Дежурный в проходной — тот самый молодой парень, который остановил в прошлый раз Толю, — пропустил мальчиков на завод, предостерегающе крикнув вслед:

— Эй, вы, чтобы без баловства! Не то не посмотрю на вашу бумагу — могу и до ушей добраться…

И вот та самая литейная, в которой они должны увидеть начало всех качал, перед мальчиками. В громадной глухой кирпичной стене широко распахнуты две створки ворот. Ни на секунду не умолкая, оттуда несётся грозный басовитый гул. Его то и дело пронизывают резкие, пронзительные взвизги, дробные пулемётные очереди, равномерное глухое ухание. И поверх всего этого плывёт странный, напевный треск, напоминающий стрекотание полевых кузнечиков.

Трудно различить, что делается там, внутри. В полумраке виднеются вспышки багрового пламени. Висит гирлянда электрических лампочек, тусклых, как светляки. Откуда-то из-под крыши падают короткие золотистые лучи солнечного света, они так и повисли в воздухе, не достигнув земли, не в силах пробиться сквозь толщу полумрака. Озарённые отблесками дрожащего пламени, по цеху медленно движутся какие-то машины…

Вдруг, вынырнув из полумрака, появляется маленькая тележка — электрокар. Он смахивает на муравья, взвалившего на горб сухой, свёрнутый берёзовый лист, — так велик поставленный на площадку тележки железный ящик. Ящик обдал мальчиков сильным сухим жаром, словно надвинулась и прошла мимо раскалённая чугунная печь.

Павлик успел заглянуть в ящик: он был до краёв заполнен малиново-красными раскалёнными и округлыми кусками чугуна самых странных и причудливых форм.

— Это отливки! — крикнул он Толе. — Из них моторные части делают…

Толя как будто и не слышал. Широко раскрытыми глазами он жадно вглядывался внутрь цеха. Его взволнованное лицо выражало горячее стремление побыстрее проникнуть туда, где творились такие загадочные дела. И в то же время он казался смущённым и озадаченным: слишком уж непонятной и странной казалась обстановка…

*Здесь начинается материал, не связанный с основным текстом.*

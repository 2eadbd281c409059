use std::sync::Arc;

use chrono::{Duration, Utc};
use rocket::http::{ContentType, Status};
use rocket::local::asynchronous::Client;
use serde_json::Value;

use hivesite::chat::ChatResponder;
use hivesite::ingestion::{build_http_client, Aggregator};
use hivesite::llm::remote::RemoteLlmProvider;
use hivesite::models::{
    ChatMessage, ContentUpdate, Conversation, Feedback, NewContentUpdate, NewConversation,
    NewFeedback, NewsletterSubscription, Role, Source, UpdateKind,
};
use hivesite::scheduler::AutoFetcher;
use hivesite::server::{build_rocket, AppState};
use hivesite::storage::{MemoryStore, Store, StoreError, StoreResult};

const COMPLETION: &str = r#"{
    "model": "llama-3.3-70b-versatile",
    "choices": [{"message": {"role": "assistant", "content": "Gensyn is a compute protocol."}}]
}"#;

fn responder_for(url: String, store: Arc<dyn Store>) -> Arc<ChatResponder> {
    let provider = Arc::new(RemoteLlmProvider::new(url, "test-key", "llama-3.3-70b-versatile"));
    Arc::new(ChatResponder::new(provider, store))
}

async fn client_with(store: Arc<dyn Store>, responder: Option<Arc<ChatResponder>>) -> Client {
    let aggregator = Aggregator::new(Arc::clone(&store), Vec::new(), build_http_client(5).unwrap());
    let fetcher = Arc::new(AutoFetcher::new(Arc::new(aggregator)));
    let state = AppState::new(store, responder, fetcher, "GROQ_API_KEY");
    let figment = rocket::Config::figment().merge(("log_level", "off"));
    Client::tracked(build_rocket(state, figment)).await.expect("valid rocket instance")
}

async fn post_json(client: &Client, uri: &'static str, body: &str) -> (Status, Value) {
    let response = client
        .post(uri)
        .header(ContentType::JSON)
        .body(body.to_string())
        .dispatch()
        .await;
    let status = response.status();
    let json = response.into_json::<Value>().await.unwrap_or(Value::Null);
    (status, json)
}

async fn get_json(client: &Client, uri: &str) -> (Status, Value) {
    let response = client.get(uri).dispatch().await;
    let status = response.status();
    let json = response.into_json::<Value>().await.unwrap_or(Value::Null);
    (status, json)
}

#[tokio::test]
async fn test_chat_rejects_invalid_message_without_upstream_call() {
    let mut server = mockito::Server::new_async().await;
    let upstream = server.mock("POST", "/").expect(0).create_async().await;

    let store: Arc<dyn Store> = Arc::new(MemoryStore::new());
    let client = client_with(Arc::clone(&store), Some(responder_for(server.url(), Arc::clone(&store)))).await;

    for body in [r#"{"message": ""}"#, r#"{"message": 123}"#, r#"{"sessionId": "s"}"#] {
        let (status, json) = post_json(&client, "/api/chat", body).await;
        assert_eq!(status, Status::BadRequest, "{}", body);
        assert_eq!(json["error"], "Message is required");
    }

    let (status, _) = post_json(&client, "/api/chat", r#"{"message": "hi", "history": "nope"}"#).await;
    assert_eq!(status, Status::BadRequest);

    upstream.assert_async().await;
}

#[tokio::test]
async fn test_chat_without_credential_reports_configuration_error() {
    let client = client_with(Arc::new(MemoryStore::new()), None).await;

    let (status, json) = post_json(&client, "/api/chat", r#"{"message": "What is Gensyn?"}"#).await;
    assert_eq!(status, Status::InternalServerError);
    assert_eq!(json["error"], "Server configuration error");
    assert!(json["hint"].as_str().unwrap().contains("GROQ_API_KEY"));

    // validation still comes first
    let (status, _) = post_json(&client, "/api/chat", r#"{"message": ""}"#).await;
    assert_eq!(status, Status::BadRequest);
}

#[tokio::test]
async fn test_two_exchanges_store_four_messages() {
    let mut server = mockito::Server::new_async().await;
    let upstream = server
        .mock("POST", "/")
        .with_status(200)
        .with_header("content-type", "application/json")
        .with_body(COMPLETION)
        .expect(2)
        .create_async()
        .await;

    let store: Arc<dyn Store> = Arc::new(MemoryStore::new());
    let client = client_with(Arc::clone(&store), Some(responder_for(server.url(), Arc::clone(&store)))).await;

    let (status, json) = post_json(&client, "/api/chat", r#"{"message": "q1", "sessionId": "s-1"}"#).await;
    assert_eq!(status, Status::Ok);
    assert_eq!(json["message"], "Gensyn is a compute protocol.");
    assert_eq!(json["sessionId"], "s-1");

    let (status, _) = post_json(&client, "/api/chat", r#"{"message": "q2", "sessionId": "s-1"}"#).await;
    assert_eq!(status, Status::Ok);

    let conversation = store.get_conversation("s-1").await.unwrap().unwrap();
    let roles: Vec<Role> = conversation.messages.iter().map(|m| m.role).collect();
    assert_eq!(roles, vec![Role::User, Role::Assistant, Role::User, Role::Assistant]);
    assert_eq!(conversation.messages[0].content, "q1");
    assert_eq!(conversation.messages[2].content, "q2");
    assert!(conversation
        .messages
        .windows(2)
        .all(|pair| pair[0].timestamp <= pair[1].timestamp));

    upstream.assert_async().await;
}

/// Conversation storage is down; everything else goes to memory.
#[derive(Default)]
struct BrokenConversations {
    inner: MemoryStore,
}

fn unavailable() -> StoreError {
    StoreError::Corrupt("conversation table unavailable".into())
}

#[async_trait::async_trait]
impl Store for BrokenConversations {
    async fn get_conversation(&self, _session_id: &str) -> StoreResult<Option<Conversation>> {
        Err(unavailable())
    }

    async fn create_conversation(&self, _conversation: NewConversation) -> StoreResult<Conversation> {
        Err(unavailable())
    }

    async fn update_conversation(&self, _session_id: &str, _messages: Vec<ChatMessage>) -> StoreResult<Conversation> {
        Err(unavailable())
    }

    async fn subscribe_newsletter(&self, email: &str) -> StoreResult<NewsletterSubscription> {
        self.inner.subscribe_newsletter(email).await
    }

    async fn is_subscribed(&self, email: &str) -> StoreResult<bool> {
        self.inner.is_subscribed(email).await
    }

    async fn create_feedback(&self, feedback: NewFeedback) -> StoreResult<Feedback> {
        self.inner.create_feedback(feedback).await
    }

    async fn create_content_update(&self, update: NewContentUpdate) -> StoreResult<ContentUpdate> {
        self.inner.create_content_update(update).await
    }

    async fn get_content_updates(&self, limit: usize, source: Option<Source>) -> StoreResult<Vec<ContentUpdate>> {
        self.inner.get_content_updates(limit, source).await
    }

    async fn latest_update_by_source(&self, source: Source, kind: UpdateKind) -> StoreResult<Option<ContentUpdate>> {
        self.inner.latest_update_by_source(source, kind).await
    }

    async fn find_content_update_by_url(&self, url: &str) -> StoreResult<Option<ContentUpdate>> {
        self.inner.find_content_update_by_url(url).await
    }
}

#[tokio::test]
async fn test_chat_replies_when_conversation_cannot_be_saved() {
    let mut server = mockito::Server::new_async().await;
    let upstream = server
        .mock("POST", "/")
        .with_status(200)
        .with_header("content-type", "application/json")
        .with_body(COMPLETION)
        .expect(2)
        .create_async()
        .await;

    let store: Arc<dyn Store> = Arc::new(BrokenConversations::default());
    let client = client_with(Arc::clone(&store), Some(responder_for(server.url(), Arc::clone(&store)))).await;

    // no stored history to load, then nothing to update
    let (status, json) = post_json(&client, "/api/chat", r#"{"message": "q1", "sessionId": "s-3"}"#).await;
    assert_eq!(status, Status::Ok);
    assert_eq!(json["message"], "Gensyn is a compute protocol.");
    assert_eq!(json["sessionId"], "s-3");

    // explicit history skips the load; the save still fails quietly
    let (status, json) = post_json(
        &client,
        "/api/chat",
        r#"{"message": "q2", "sessionId": "s-3", "history": [{"role": "user", "content": "q1"}]}"#,
    )
    .await;
    assert_eq!(status, Status::Ok);
    assert_eq!(json["message"], "Gensyn is a compute protocol.");

    upstream.assert_async().await;
}

#[tokio::test]
async fn test_chat_generates_session_id_when_missing() {
    let mut server = mockito::Server::new_async().await;
    let _upstream = server
        .mock("POST", "/")
        .with_status(200)
        .with_header("content-type", "application/json")
        .with_body(COMPLETION)
        .create_async()
        .await;

    let store: Arc<dyn Store> = Arc::new(MemoryStore::new());
    let client = client_with(Arc::clone(&store), Some(responder_for(server.url(), Arc::clone(&store)))).await;

    let (status, json) = post_json(&client, "/api/chat", r#"{"message": "hello"}"#).await;
    assert_eq!(status, Status::Ok);
    let session_id = json["sessionId"].as_str().unwrap();
    assert!(!session_id.is_empty());
    assert!(store.get_conversation(session_id).await.unwrap().is_some());
}

#[tokio::test]
async fn test_chat_upstream_rejection_points_at_credential() {
    let mut server = mockito::Server::new_async().await;
    let _upstream = server
        .mock("POST", "/")
        .with_status(401)
        .with_body(r#"{"error": {"message": "Invalid API Key"}}"#)
        .create_async()
        .await;

    let store: Arc<dyn Store> = Arc::new(MemoryStore::new());
    let client = client_with(Arc::clone(&store), Some(responder_for(server.url(), Arc::clone(&store)))).await;

    let (status, json) = post_json(&client, "/api/chat", r#"{"message": "hello", "sessionId": "s-2"}"#).await;
    assert_eq!(status, Status::InternalServerError);
    assert_eq!(json["error"], "Failed to process chat message");
    assert!(json["details"].as_str().unwrap().contains("401"));
    assert!(json["hint"].as_str().unwrap().contains("GROQ_API_KEY"));
    assert!(store.get_conversation("s-2").await.unwrap().is_none());
}

#[tokio::test]
async fn test_updates_listing_and_validation() {
    let store: Arc<dyn Store> = Arc::new(MemoryStore::new());
    for i in 0..5 {
        store
            .create_content_update(
                NewContentUpdate::new(Source::Blog, UpdateKind::Article, "body", Utc::now() - Duration::hours(i))
                    .url(format!("https://example.com/{}", i)),
            )
            .await
            .unwrap();
    }
    let client = client_with(store, None).await;

    let (status, json) = get_json(&client, "/api/updates?limit=2").await;
    assert_eq!(status, Status::Ok);
    let updates = json["updates"].as_array().unwrap();
    assert_eq!(updates.len(), 2);
    assert_eq!(updates[0]["url"], "https://example.com/0");
    assert_eq!(updates[1]["url"], "https://example.com/1");

    let (_, json) = get_json(&client, "/api/updates?source=blog").await;
    assert_eq!(json["updates"].as_array().unwrap().len(), 5);

    let (status, _) = get_json(&client, "/api/updates?limit=abc").await;
    assert_eq!(status, Status::BadRequest);
    let (status, json) = get_json(&client, "/api/updates?source=twitter").await;
    assert_eq!(status, Status::BadRequest);
    assert_eq!(json["error"], "Invalid source");
}

#[tokio::test]
async fn test_auto_fetch_controls() {
    let client = client_with(Arc::new(MemoryStore::new()), None).await;

    let (status, _) = post_json(&client, "/api/updates/auto-fetch/start", r#"{"intervalMinutes": 0}"#).await;
    assert_eq!(status, Status::BadRequest);

    let (status, json) = post_json(&client, "/api/updates/auto-fetch/start", r#"{}"#).await;
    assert_eq!(status, Status::Ok);
    assert_eq!(json["started"], true);
    assert_eq!(json["intervalMinutes"], 30);

    let (_, json) = post_json(&client, "/api/updates/auto-fetch/start", r#"{"intervalMinutes": 5}"#).await;
    assert_eq!(json["started"], false);

    let (_, json) = get_json(&client, "/api/updates/status").await;
    assert_eq!(json["isRunning"], true);
    assert_eq!(json["interval"], "active");
    assert_eq!(json["intervalMinutes"], 30);

    let (_, json) = post_json(&client, "/api/updates/auto-fetch/stop", "").await;
    assert_eq!(json["stopped"], true);
    let (_, json) = post_json(&client, "/api/updates/auto-fetch/stop", "").await;
    assert_eq!(json["stopped"], false);

    let (_, json) = get_json(&client, "/api/updates/status").await;
    assert_eq!(json["isRunning"], false);
    assert_eq!(json["interval"], "inactive");
}

#[tokio::test]
async fn test_manual_fetch_returns_report() {
    let client = client_with(Arc::new(MemoryStore::new()), None).await;

    let (status, json) = post_json(&client, "/api/updates/fetch", "").await;
    assert_eq!(status, Status::Ok);
    assert_eq!(json["message"], "Content fetch triggered successfully");
    assert_eq!(json["report"]["inserted"], 0);

    let (_, json) = get_json(&client, "/api/updates/status").await;
    assert!(json["lastCycle"].is_object());
}

#[tokio::test]
async fn test_newsletter_and_feedback() {
    let client = client_with(Arc::new(MemoryStore::new()), None).await;

    let (status, _) = post_json(&client, "/api/newsletter", r#"{"email": "not-an-email"}"#).await;
    assert_eq!(status, Status::BadRequest);

    let (status, json) = post_json(&client, "/api/newsletter", r#"{"email": "a@example.com"}"#).await;
    assert_eq!(status, Status::Ok);
    assert_eq!(json["subscription"]["email"], "a@example.com");

    let (status, json) = post_json(&client, "/api/newsletter", r#"{"email": "a@example.com"}"#).await;
    assert_eq!(status, Status::Ok);
    assert_eq!(json["message"], "Already subscribed");
    assert!(json["subscription"].is_null());

    let (status, _) = post_json(&client, "/api/feedback", r#"{"email": "a@example.com", "message": "hi"}"#).await;
    assert_eq!(status, Status::BadRequest);

    let (status, json) = post_json(
        &client,
        "/api/feedback",
        r#"{"name": "Ada", "email": "a@example.com", "message": "Great site", "category": "general"}"#,
    )
    .await;
    assert_eq!(status, Status::Ok);
    assert_eq!(json["name"], "Ada");
    assert_eq!(json["category"], "general");
}

#[tokio::test]
async fn test_health() {
    let client = client_with(Arc::new(MemoryStore::new()), None).await;
    let response = client.get("/health").dispatch().await;
    assert_eq!(response.status(), Status::Ok);
    assert_eq!(response.into_string().await.as_deref(), Some("OK"));
}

— Да-а! — сказал он наконец. — Это не то, что моторный корпус!

— Может быть… не пойдём? — нерешительно предложил Павлик, тоже не без опаски посматривая в тёмную глубину литейной.

— Вот ещё — не пойдём! — Толя нахмурился и скривил губы. — Скажешь! Люди здесь работают… Пошли, да и всё!

Он решительно шагнул вперёд и, словно утонув в полумраке, исчез в воротах.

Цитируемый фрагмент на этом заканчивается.